Wrong link though, I meant http://www.eurotrib.com/story/2009/5/1/174635/6513 . Long but meaty, especially the analysis that "leave it up to the market" actually has an intrinsic anti-renewable bias, due to the financing difference.
mmegaera
May. 2nd, 2010 06:01 pm (UTC)
Spoken like a true Easterner, though [g].

[tries to imagine busses trundling every hour through eastern Montana, or parts of Utah and New Mexico, and wonders who on earth would be riding them [g]]
mindstalk
May. 2nd, 2010 06:09 pm (UTC)
Not many people.
OTOH if the fares were cheap, or especially free, perhaps a fair bit more. If bus service is once a day, you can cheaply go visit someone in the next town or two over, but you'll need a place to stay. If it's every hour, and bidirectional, you can make day trips. Or commute. What were a string of isolated towns connected only for people with cars become a more integrated community for everyone.
mmegaera
May. 2nd, 2010 08:17 pm (UTC)
Nothing personal, but have you ever actually been to eastern Montana?

A lot of those little towns are pretty much a day's trip apart from each other by car, let alone bus. Without any other little towns in between. And most of those little "towns" are wide spots in the road where the ranchers come in to do their shopping and visit the post office.

There are places in the world where public transportation just isn't practical. Not many, I admit, but eastern Montana is definitely one of them.
mindstalk
May. 2nd, 2010 10:43 pm (UTC)
Yeah, I've been through it on Greyhound more than once.

"Day's trip" seems rather an exaggeration, looking at a map. Montana's only 600 miles wide, and less tall. Roads wind, true, but 60 mph is still going to take you through a lot of the state in 8 hours.

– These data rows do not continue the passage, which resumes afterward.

//! Server group element models.

use std::cmp::Ordering;
use std::fmt;

use crate::domain::endpoint::{endpoint_key, EndPoint, Transport};

/// Where an element came from.
#[derive(Debug, Clone, Copy, PartialEq, Eq, Hash)]
pub enum Provenance {
    /// Declared in configuration.
    Static,
    /// Materialized from a DNS answer; never persisted.
    Dns,
}

/// One candidate destination inside a server group.
///
/// Elements order by descending rank (q-value), then descending weight, then
/// ascending host, port and transport. The last three keys make the order
/// total so that equal-rank, equal-weight elements are always visited in the
/// same sequence.
#[derive(Debug, Clone)]
pub struct ServerGroupElement {
    /// Destination host name or IP literal.
    pub host: String,
    /// Destination port.
    pub port: u16,
    /// Transport to send over.
    pub transport: Transport,
    /// Ranking value in `[0, 1]`; higher is preferred.
    pub q_value: f32,
    /// Relative share among elements of equal rank.
    pub weight: u32,
    /// Name of the owning server group.
    pub group: String,
    /// Static or DNS-derived.
    pub provenance: Provenance,
}

impl ServerGroupElement {
    /// Create a statically configured element.
    pub fn new(
        host: impl Into<String>,
        port: u16,
        transport: Transport,
        q_value: f32,
        weight: u32,
        group: impl Into<String>,
    ) -> Self {
        Self {
            host: host.into(),
            port,
            transport,
            q_value: q_value.clamp(0.0, 1.0),
            weight,
            group: group.into(),
            provenance: Provenance::Static,
        }
    }

    /// Mark the element as materialized from a DNS answer.
    pub fn from_dns(mut self) -> Self {
        self.provenance = Provenance::Dns;
        self
    }

    /// Unique element key, identical to the endpoint key.
    pub fn key(&self) -> String {
        endpoint_key(&self.host, self.port, self.transport)
    }

    /// Endpoint to hand to the transport for this element.
    pub fn endpoint(&self, network: &str) -> EndPoint {
        EndPoint::new(
            self.host.clone(),
            self.port,
            self.transport,
            self.group.clone(),
            network,
        )
    }
}

impl PartialEq for ServerGroupElement {
    fn eq(&self, other: &Self) -> bool {
        self.cmp(other) == Ordering::Equal
    }
}

impl Eq for ServerGroupElement {}

impl PartialOrd for ServerGroupElement {
    fn partial_cmp(&self, other: &Self) -> Option<Ordering> {
        Some(self.cmp(other))
    }
}

impl Ord for ServerGroupElement {
    fn cmp(&self, other: &Self) -> Ordering {
        other
            .q_value
            .total_cmp(&self.q_value)
            .then_with(|| other.weight.cmp(&self.weight))
            .then_with(|| self.host.cmp(&other.host))
            .then_with(|| self.port.cmp(&other.port))
            .then_with(|| self.transport.cmp(&other.transport))
    }
}

impl fmt::Display for ServerGroupElement {
    fn fmt(&self, f: &mut fmt::Formatter<'_>) -> fmt::Result {
        write!(
            f,
            "{}:{};transport={} q={:.3} w={}",
            self.host, self.port, self.transport, self.q_value, self.weight
        )
    }
}
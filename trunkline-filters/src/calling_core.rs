//! Call-control cluster trunk normalization.

use trunkline_core::{EndPoint, Result, TrunkConfig};

use crate::b2b::B2bNormalizer;
use crate::sip;
use crate::TrunkNormalizer;

/// URI parameter carrying the trunk group towards the cluster.
pub const TRUNK_GROUP_PARAM: &str = "tgrp";

/// Normalizer for trunks facing a call-control cluster.
///
/// Behaves like [`B2bNormalizer`] and additionally tags the outbound
/// Request-URI with the trunk group. The cluster handles its own redirects,
/// so 3xx responses are returned rather than followed.
#[derive(Debug, Default, Clone, Copy)]
pub struct CallingCoreNormalizer {
    inner: B2bNormalizer,
}

impl TrunkNormalizer for CallingCoreNormalizer {
    fn normalize_ingress(&self, request: &mut rsip::Request, trunk: &TrunkConfig) -> Result<()> {
        self.inner.normalize_ingress(request, trunk)
    }

    fn normalize_egress(
        &self,
        request: &mut rsip::Request,
        endpoint: &EndPoint,
        trunk: &TrunkConfig,
    ) -> Result<()> {
        self.inner.normalize_egress(request, endpoint, trunk)?;
        sip::set_uri_param(request, TRUNK_GROUP_PARAM, trunk.lookup_key());
        Ok(())
    }

    fn enable_redirection(&self) -> bool {
        false
    }
}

There's also that this scheme is going to have buses running down the main highways every hour anyway, to connect the big population centers; small places on the highway can get service pretty naturally, especially on a "signal for dropoff or call ahead to get picked up" basis.

Off-highway towns... less realistically likely to get supported; I did say "on every road", that's partly to show how relatively cheap it'd be -- if society chose to support a principle that you should be able to get from A to B even if you can't drive. Practicality... yes, there'd be a lot of empty capacity in order to maintain capability, just as a private car lies idle most of the time just to support its owners capability.

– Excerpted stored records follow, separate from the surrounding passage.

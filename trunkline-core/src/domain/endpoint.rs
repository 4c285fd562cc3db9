//! Destination endpoint models.

use serde::{Deserialize, Serialize};
use std::fmt;
use std::str::FromStr;

use crate::error::Error;

/// The transport a destination is reached over.
#[derive(Debug, Clone, Copy, PartialEq, Eq, Hash, PartialOrd, Ord, Serialize, Deserialize)]
#[serde(try_from = "String", into = "String")]
pub enum Transport {
    /// SIP over UDP.
    Udp,
    /// SIP over TCP.
    Tcp,
    /// SIP over TLS.
    Tls,
}

impl Transport {
    /// Lower-case name used in cache keys and URI parameters.
    pub fn as_str(&self) -> &'static str {
        match self {
            Transport::Udp => "udp",
            Transport::Tcp => "tcp",
            Transport::Tls => "tls",
        }
    }

    /// Default port for the transport when a destination omits one.
    pub fn default_port(&self) -> u16 {
        match self {
            Transport::Tls => 5061,
            _ => 5060,
        }
    }
}

impl fmt::Display for Transport {
    fn fmt(&self, f: &mut fmt::Formatter<'_>) -> fmt::Result {
        f.write_str(self.as_str())
    }
}

impl FromStr for Transport {
    type Err = Error;

    fn from_str(s: &str) -> Result<Self, Self::Err> {
        match s.to_ascii_lowercase().as_str() {
            "udp" => Ok(Transport::Udp),
            "tcp" => Ok(Transport::Tcp),
            "tls" => Ok(Transport::Tls),
            other => Err(Error::UnsupportedTransport(other.to_string())),
        }
    }
}

impl TryFrom<String> for Transport {
    type Error = Error;

    fn try_from(value: String) -> Result<Self, Self::Error> {
        value.parse()
    }
}

impl From<Transport> for String {
    fn from(transport: Transport) -> Self {
        transport.as_str().to_string()
    }
}

/// A concrete destination handed to the transport layer.
///
/// Immutable once built. The [`EndPoint::key`] string doubles as the key for
/// the circuit breaker registry and the element status table.
#[derive(Debug, Clone, PartialEq, Eq, Hash)]
pub struct EndPoint {
    /// Destination host name or IP literal.
    pub host: String,
    /// Destination port.
    pub port: u16,
    /// Transport to send over.
    pub transport: Transport,
    /// Name of the server group the destination was picked from.
    pub server_group: String,
    /// Network (interface) the request leaves through.
    pub network: String,
}

impl EndPoint {
    /// Create a new endpoint.
    pub fn new(
        host: impl Into<String>,
        port: u16,
        transport: Transport,
        server_group: impl Into<String>,
        network: impl Into<String>,
    ) -> Self {
        Self {
            host: host.into(),
            port,
            transport,
            server_group: server_group.into(),
            network: network.into(),
        }
    }

    /// Cache key in the `host|port|transport` form.
    pub fn key(&self) -> String {
        endpoint_key(&self.host, self.port, self.transport)
    }
}

impl fmt::Display for EndPoint {
    fn fmt(&self, f: &mut fmt::Formatter<'_>) -> fmt::Result {
        write!(f, "{}:{};transport={}", self.host, self.port, self.transport)
    }
}

/// Build the `host|port|transport` key without allocating an [`EndPoint`].
pub fn endpoint_key(host: &str, port: u16, transport: Transport) -> String {
    format!("{}|{}|{}", host, port, transport)
}
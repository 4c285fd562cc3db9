//! Outbound SIP transport.
//!
//! The routing engine and the health monitor only see [`SipTransport`]; a
//! transport error and a transport timeout are both an "attempt failed"
//! outcome for them.

mod udp;

pub use udp::UdpTransport;

use async_trait::async_trait;
use std::sync::Arc;

use trunkline_core::{EndPoint, Result};

/// Sends one request and waits for its final response.
#[async_trait]
pub trait SipTransport: Send + Sync {
    /// Send `request` to `endpoint` and wait for the final (non-1xx) response.
    async fn send(&self, endpoint: &EndPoint, request: rsip::Request) -> Result<rsip::Response>;
}

/// Shared handle to a transport.
pub type SharedTransport = Arc<dyn SipTransport>;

There's multiple levels of public transportation; despite my "every road" upper bound (of which there are apparently 2.7 million paved miles and 1.3 million unpaved, compared to 75,000 km -- unit switch -- of highways) this was mostly about interurban transit, being able to get out of town and eventually to any major location in the US, also some amount of medium-distance job commuting. For day to day local public transportation once an hour pretty much sucks -- though better than nothing for those with no other choice. "Every five minute" local service through Montana probably isn't practical. Every hour intertown seems doable.
mmegaera
May. 3rd, 2010 02:30 am (UTC)
Once you get off the main highways, it's not so much a matter of "roads winding" as it is "roads in bad repair."

Politically your scheme would be very unwelcome there, too. Montana is where the Alaskans who think there's too much socialism at home go [g].